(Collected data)
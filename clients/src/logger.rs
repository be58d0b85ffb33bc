//! Logging setup.

use tracing_subscriber::{layer::SubscriberExt, util::SubscriberInitExt, EnvFilter};

const CRATES: [&str; 4] = ["taxo", "taxo_model", "taxo_ontology", "taxo_compiler"];

/// The default filter directive: `info` for the taxo crates, or `debug`
/// when `verbose`; `warn` for everything else.
#[must_use]
pub fn default_directive(verbose: bool) -> String {
    let level = if verbose { "debug" } else { "info" };
    let mut directive = String::from("warn");
    for name in CRATES {
        directive.push_str(&format!(",{name}={level}"));
    }
    directive
}

/// Installs a compact stderr subscriber. `RUST_LOG` overrides the default
/// filter.
pub fn init_cli_logger(verbose: bool) {
    let filter = EnvFilter::try_from_default_env()
        .unwrap_or_else(|_| EnvFilter::new(default_directive(verbose)));

    tracing_subscriber::registry()
        .with(filter)
        .with(
            tracing_subscriber::fmt::layer()
                .with_writer(std::io::stderr)
                .with_target(false)
                .with_thread_ids(false)
                .with_file(false)
                .with_line_number(false)
                .compact(),
        )
        .init();
}

#[cfg(test)]
mod tests {
    use super::*;

    #[test]
    fn directive_covers_every_crate() {
        assert_eq!(
            default_directive(false),
            "warn,taxo=info,taxo_model=info,taxo_ontology=info,taxo_compiler=info"
        );
        assert!(default_directive(true).contains("taxo_compiler=debug"));
    }
}
//! Errors raised by model edit operations.

use thiserror::Error;

/// Errors raised by [`Model`](crate::Model) construction and edit operations.
///
/// Every variant is reported before any mutation takes place: an operation
/// that returns an error leaves the model exactly as it was.
#[derive(Debug, Clone, PartialEq, Eq, Error)]
pub enum ModelError {
    /// A content concept with this IRI already exists somewhere in the model.
    #[error("a concept named '{name}' already exists ({uri})")]
    DuplicateName {
        /// Requested name (label).
        name: String,
        /// IRI the name maps to.
        uri: String,
    },

    /// The name cannot be turned into an identifier.
    #[error("'{name}' is not a valid concept name")]
    InvalidName {
        /// The rejected name.
        name: String,
    },

    /// A constraint value lies outside the anchor hierarchy of its type.
    #[error("'{value}' is not within '{anchor}', the {side} anchor of constraint type '{focus}'")]
    OutOfScopeValue {
        /// Label of the constraint type's focus concept.
        focus: String,
        /// Which side of the constraint was out of scope.
        side: LinkSide,
        /// Label of the offending concept.
        value: String,
        /// Label of the anchor concept the value must descend from.
        anchor: String,
    },

    /// Two target values of a constraint are in a descendant relationship.
    #[error("target values '{ancestor}' and '{descendant}' overlap: '{descendant}' descends from '{ancestor}'")]
    RedundantTargetValues {
        /// Label of the more general target.
        ancestor: String,
        /// Label of the more specific target.
        descendant: String,
    },

    /// A constraint was constructed without any target value.
    #[error("a constraint of type '{focus}' needs at least one target value")]
    EmptyTargetValues {
        /// Label of the constraint type's focus concept.
        focus: String,
    },

    /// Rename, move, remove or constrain was attempted on a hierarchy root.
    #[error("cannot {operation} the hierarchy root '{root}'")]
    InvalidRootOperation {
        /// The attempted operation.
        operation: &'static str,
        /// Label of the root.
        root: String,
    },

    /// A move would place a concept under a parent of another hierarchy.
    #[error("cannot move '{concept}' under '{parent}': they belong to different hierarchies")]
    CrossHierarchyMove {
        /// Label of the moved concept.
        concept: String,
        /// Label of the requested parent.
        parent: String,
    },

    /// A move would place a concept under itself or one of its descendants.
    #[error("cannot move '{concept}' under its own descendant '{parent}'")]
    CyclicMove {
        /// Label of the moved concept.
        concept: String,
        /// Label of the requested parent.
        parent: String,
    },

    /// The constraint type is not defined on the concept's hierarchy.
    #[error("constraint type '{focus}' does not apply to hierarchy '{hierarchy}'")]
    TypeNotInHierarchy {
        /// Label of the constraint type's focus concept.
        focus: String,
        /// Label of the hierarchy root.
        hierarchy: String,
    },

    /// A concept handle does not refer to a live concept.
    #[error("unknown concept handle {0}")]
    UnknownConcept(usize),

    /// A constraint handle does not refer to a live constraint.
    #[error("unknown constraint handle {0}")]
    UnknownConstraint(usize),

    /// A hierarchy handle or name does not refer to a registered hierarchy.
    #[error("unknown hierarchy '{0}'")]
    UnknownHierarchy(String),

    /// A constraint-type handle or name does not refer to a registered type.
    #[error("unknown constraint type '{0}'")]
    UnknownConstraintType(String),
}

/// The side of a constraint a value belongs to.
#[derive(Debug, Clone, Copy, PartialEq, Eq)]
pub enum LinkSide {
    /// The source value side.
    Source,
    /// The target values side.
    Target,
}

impl std::fmt::Display for LinkSide {
    fn fmt(&self, f: &mut std::fmt::Formatter<'_>) -> std::fmt::Result {
        f.write_str(match self {
            LinkSide::Source => "source",
            LinkSide::Target => "target",
        })
    }
}
//! Taxonomy-and-constraint model.
//!
//! A [`Model`] holds a set of concept hierarchies (rooted trees of named
//! categories) plus cross-hierarchy constraints restricting, for a category
//! of one hierarchy, which categories of another hierarchy it may be
//! associated with. Constraints are inherited: a concept without a rule of
//! its own is governed by its nearest constrained ancestor, and every
//! hierarchy root carries a default rule per constraint type.
//!
//! # Entry Point
//!
//! ```
//! use taxo_model::{AcceptAll, Model, SchemaConfig};
//!
//! let config = SchemaConfig::from_toml_str(r#"
//!     [namespaces]
//!     schema = "http://example.org/menu/schema#"
//!     content = "http://example.org/menu/content#"
//!
//!     [[hierarchy]]
//!     root = "Dish"
//!     [[hierarchy.constraint_type]]
//!     focus = "DishConstraint"
//!     source_property = "hasDish"
//!     target_property = "hasIngredient"
//!     target_hierarchy = "Ingredient"
//!
//!     [[hierarchy]]
//!     root = "Ingredient"
//! "#).unwrap();
//! let mut model = Model::from_config(&config, Box::new(AcceptAll)).unwrap();
//! let dish = model.hierarchies()[0].root();
//! let pasta = model.add_child(dish, "Pasta").unwrap();
//! assert_eq!(model.concept(pasta).unwrap().identity().label(), "Pasta");
//! ```
//!
//! # Ownership
//!
//! Concepts and constraints live in arenas owned by the model and refer to
//! each other through [`ConceptId`] and [`ConstraintId`] handles.

#![deny(
    clippy::unwrap_used,
    clippy::expect_used,
    clippy::panic,
    missing_docs,
    clippy::missing_errors_doc
)]

pub mod concept;
pub mod config;
pub mod constraint;
pub mod error;
pub mod events;
pub mod hierarchy;
pub mod identifier;
pub mod link;
pub mod model;
pub mod policy;


pub use concept::{Concept, ConceptId, Concepts};
pub use config::{ConfigError, SchemaConfig};
pub use constraint::{Constraint, ConstraintId, ConstraintType, ConstraintTypeId};
pub use error::{LinkSide, ModelError};
pub use events::{EventLog, ModelEvent, ModelListener};
pub use hierarchy::{Hierarchy, HierarchyId};
pub use identifier::{Identifier, Namespaces};
pub use link::Link;
pub use model::Model;
pub use policy::{
    AcceptAll, AlwaysConfirm, ConfirmEveryMove, Confirmations, ConflictResolver,
    ConstraintProposal, MoveProposal, NeverConfirm, RefinementResolver, TreeView,
};
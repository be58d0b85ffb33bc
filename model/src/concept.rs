//! Concept nodes and the arena that owns them.
//!
//! Concepts reference each other (parent, children) and are referenced by
//! constraints (source, targets). All of those references are [`ConceptId`]
//! handles into a single [`Concepts`] arena owned by the model, so no
//! concept ever holds another by pointer.

use std::collections::BTreeSet;

use crate::constraint::ConstraintId;
use crate::hierarchy::HierarchyId;
use crate::identifier::Identifier;

/// Handle to a concept in a model's arena.
#[derive(Debug, Clone, Copy, PartialEq, Eq, Hash, PartialOrd, Ord)]
pub struct ConceptId(pub(crate) usize);

impl ConceptId {
    /// Returns the raw arena index.
    #[must_use]
    pub fn index(self) -> usize {
        self.0
    }
}

/// A node in a hierarchy's tree.
#[derive(Debug, Clone)]
pub struct Concept {
    pub(crate) identity: Identifier,
    pub(crate) hierarchy: HierarchyId,
    pub(crate) parent: Option<ConceptId>,
    pub(crate) children: Vec<ConceptId>,
    pub(crate) outward: Vec<ConstraintId>,
    pub(crate) inward: BTreeSet<ConstraintId>,
}

impl Concept {
    pub(crate) fn new(
        identity: Identifier,
        hierarchy: HierarchyId,
        parent: Option<ConceptId>,
    ) -> Self {
        Self {
            identity,
            hierarchy,
            parent,
            children: Vec::new(),
            outward: Vec::new(),
            inward: BTreeSet::new(),
        }
    }

    /// The concept's identifier.
    #[must_use]
    pub fn identity(&self) -> &Identifier {
        &self.identity
    }

    /// The hierarchy this concept belongs to.
    #[must_use]
    pub fn hierarchy(&self) -> HierarchyId {
        self.hierarchy
    }

    /// The parent concept, or `None` for a hierarchy root.
    #[must_use]
    pub fn parent(&self) -> Option<ConceptId> {
        self.parent
    }

    /// Direct children in insertion order.
    #[must_use]
    pub fn children(&self) -> &[ConceptId] {
        &self.children
    }

    /// Constraints whose source value is this concept.
    #[must_use]
    pub fn outward_constraints(&self) -> &[ConstraintId] {
        &self.outward
    }

    /// Constraints that list this concept among their target values.
    #[must_use]
    pub fn inward_constraints(&self) -> &BTreeSet<ConstraintId> {
        &self.inward
    }

    /// Returns true for a hierarchy root.
    #[must_use]
    pub fn is_root(&self) -> bool {
        self.parent.is_none()
    }
}

/// Arena of concepts. Removed concepts leave an empty slot so that handles
/// are never reused.
#[derive(Debug, Clone, Default)]
pub struct Concepts {
    slots: Vec<Option<Concept>>,
}

impl Concepts {
    pub(crate) fn insert(&mut self, concept: Concept) -> ConceptId {
        self.slots.push(Some(concept));
        ConceptId(self.slots.len() - 1)
    }

    pub(crate) fn take(&mut self, id: ConceptId) -> Option<Concept> {
        self.slots.get_mut(id.0).and_then(Option::take)
    }

    pub(crate) fn get_mut(&mut self, id: ConceptId) -> Option<&mut Concept> {
        self.slots.get_mut(id.0).and_then(Option::as_mut)
    }

    /// Looks up a live concept.
    #[must_use]
    pub fn get(&self, id: ConceptId) -> Option<&Concept> {
        self.slots.get(id.0).and_then(Option::as_ref)
    }

    /// Iterates over all live concepts in allocation order.
    pub fn iter(&self) -> impl Iterator<Item = (ConceptId, &Concept)> {
        self.slots
            .iter()
            .enumerate()
            .filter_map(|(i, slot)| slot.as_ref().map(|c| (ConceptId(i), c)))
    }

    /// Number of live concepts.
    #[must_use]
    pub fn len(&self) -> usize {
        self.slots.iter().filter(|s| s.is_some()).count()
    }

    /// Returns true if no concept is live.
    #[must_use]
    pub fn is_empty(&self) -> bool {
        self.len() == 0
    }

    /// Returns the parent of `id`, if any.
    #[must_use]
    pub fn parent(&self, id: ConceptId) -> Option<ConceptId> {
        self.get(id).and_then(|c| c.parent)
    }

    /// Iterates from the parent of `id` up to the root.
    pub fn ancestors(&self, id: ConceptId) -> Ancestors<'_> {
        Ancestors {
            concepts: self,
            next: self.parent(id),
        }
    }

    /// Returns true if `id` is `ancestor` or lies beneath it.
    #[must_use]
    pub fn is_descendant_or_equal(&self, id: ConceptId, ancestor: ConceptId) -> bool {
        id == ancestor || self.ancestors(id).any(|a| a == ancestor)
    }

    /// Returns `id` and all of its descendants in pre-order.
    #[must_use]
    pub fn subtree(&self, id: ConceptId) -> Vec<ConceptId> {
        let mut out = Vec::new();
        let mut stack = vec![id];
        while let Some(next) = stack.pop() {
            if let Some(concept) = self.get(next) {
                out.push(next);
                stack.extend(concept.children.iter().rev().copied());
            }
        }
        out
    }

    /// Depth of `id` below its root (the root has depth 0).
    #[must_use]
    pub fn depth(&self, id: ConceptId) -> usize {
        self.ancestors(id).count()
    }
}

/// Iterator over the ancestors of a concept, nearest first.
#[derive(Debug)]
pub struct Ancestors<'a> {
    concepts: &'a Concepts,
    next: Option<ConceptId>,
}

impl Iterator for Ancestors<'_> {
    type Item = ConceptId;

    fn next(&mut self) -> Option<ConceptId> {
        let current = self.next?;
        self.next = self.concepts.parent(current);
        Some(current)
    }
}

#[cfg(test)]
mod tests {
    use super::*;

    fn node(name: &str, parent: Option<ConceptId>) -> Concept {
        Concept::new(
            Identifier::new(format!("http://x.org/c#{name}"), name),
            HierarchyId(0),
            parent,
        )
    }

    fn chain() -> (Concepts, ConceptId, ConceptId, ConceptId) {
        let mut concepts = Concepts::default();
        let root = concepts.insert(node("Root", None));
        let mid = concepts.insert(node("Mid", Some(root)));
        let leaf = concepts.insert(node("Leaf", Some(mid)));
        concepts.get_mut(root).unwrap().children.push(mid);
        concepts.get_mut(mid).unwrap().children.push(leaf);
        (concepts, root, mid, leaf)
    }

    #[test]
    fn ancestors_walk_to_root() {
        let (concepts, root, mid, leaf) = chain();
        let ancestors: Vec<_> = concepts.ancestors(leaf).collect();
        assert_eq!(ancestors, vec![mid, root]);
        assert_eq!(concepts.depth(leaf), 2);
        assert_eq!(concepts.depth(root), 0);
    }

    #[test]
    fn descendant_or_equal() {
        let (concepts, root, mid, leaf) = chain();
        assert!(concepts.is_descendant_or_equal(leaf, root));
        assert!(concepts.is_descendant_or_equal(mid, mid));
        assert!(!concepts.is_descendant_or_equal(root, leaf));
    }

    #[test]
    fn subtree_is_pre_order_and_skips_removed() {
        let (mut concepts, root, mid, leaf) = chain();
        assert_eq!(concepts.subtree(root), vec![root, mid, leaf]);
        concepts.take(leaf);
        assert_eq!(concepts.subtree(root), vec![root, mid]);
        assert_eq!(concepts.len(), 2);
        assert!(concepts.get(leaf).is_none());
    }
}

◆ **WORK TO BE COMPLETED**:
Print, please, the lines above from the very first through the one that holds "pub fn default_directive(verbose: bool)", both included, word for word and with nothing else.

◆ **TASK SOLUTION**:
filename clients/src/logger.rs
repository be58d0b85ffb33bc
//! Logging setup.

use tracing_subscriber::{layer::SubscriberExt, util::SubscriberInitExt, EnvFilter};

const CRATES: [&str; 4] = ["taxo", "taxo_model", "taxo_ontology", "taxo_compiler"];

/// The default filter directive: `info` for the taxo crates, or `debug`
/// when `verbose`; `warn` for everything else.
#[must_use]
pub fn default_directive(verbose: bool) -> String {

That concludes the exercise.